Au début, on s’étonnait quand on voyait des vidéos de rixes et de coups de feu devant les stations-services. Mais maintenant, c’est devenu banal, une routine. Des membres de l’armée libanaise et de la sécurité de l’État sont déployés depuis quelques jours devant certaines stations, mais ils ne peuvent évidemment pas être partout. Je pense que les communes devraient s’impliquer et envoyer la police municipale en renfort, ce qu’elles n’ont toujours pas fait.


Des coups de feu sont tirés – sans qu’on puisse identifier par qui – alors qu’une rixe a lieu devant une station-service , le 11 juin, à Tariq El Jdideh, un quartier de Beyrouth.

Des coups de feu sont tirés – sans qu’on puisse identifier par qui – alors qu’une rixe a lieu devant une station-service , le 11 juin 2021, à  Tariq El Jdideh, un quartier de Beyrouth.
Un coup de feu est tiré, alors que la tension règne dans une station service à Beyrouth. Vidéo diffusée le 1er juin 2021. 

Cette pénurie plombe vraiment le quotidien des Libanais. Des entreprises de transport scolaire ont dit aux familles : “ Si vous voulez que vos enfants aillent à l’école, conduisez-les vous-même, on n’a pas de carburant”. Je connais aussi des enseignants qui ne peuvent plus se rendre au travail, alors qu’au Liban c’est la période des examens.

Le ministre de l’Économie, Raymond Rajar, avait déclaré en avril que la pénurie était “principalement due” à la contrebande de carburant vers la Syrie. Une explication qui ne convainc pas Jalal Naanou :

Il y a de la contrebande quotidienne d’essence vers la Syrie, c’est vrai. L’armée libanaise annonce régulièrement des saisies à la frontière avec la Syrie. Mais il ne faut pas laisser la classe politique utiliser ce trafic, qui existe partout ailleurs dans le monde, comme excuse pour couvrir leur incompétence et leur incapacité à sortir le pays de la crise. 

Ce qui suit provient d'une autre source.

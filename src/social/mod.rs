//! Social features: follow graph, user search and the community feed.
//!
//! # Architecture
//!
//! ```text
//! SocialGraph (symmetric adjacency lists in user records)
//!     └── KvStore::set_many (both sides of an edge in one transaction)
//! CommunityFeed (graph × habit lists → progress cards)
//! ```
//!
//! # Types
//!
//! - [`SocialGraph`]: follow/unfollow and resolution of adjacency lists
//! - [`CommunityFeed`] / [`FeedEntry`]: followed users' daily progress

mod error;
mod feed;
mod graph;

pub use error::{Result, SocialError};
pub use feed::{CommunityFeed, FeedEntry, HabitPreview, HABIT_PREVIEW_LIMIT};
pub use graph::SocialGraph;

Les pénuries qui frappent le Liban ont affecté plusieurs secteurs. De nombreux médicaments, ainsi que notamment le lait pour nourrisson, se font de plus en plus rares.

>> À lire sur les Observateurs : Au Liban, la colère contre les commerçants “accusés de provoquer une pénurie des produits de base”

La crise économique qui ne cesse de s’aggraver depuis près de deux ans a fait basculer un Libanais sur deux sous le seuil de pauvreté. Des groupes de manifestants descendent dans la rue régulièrement, barrant des routes, pour réclamer un renouvellement de la classe politique libanaise, jugée “incompétente” et “corrompue”.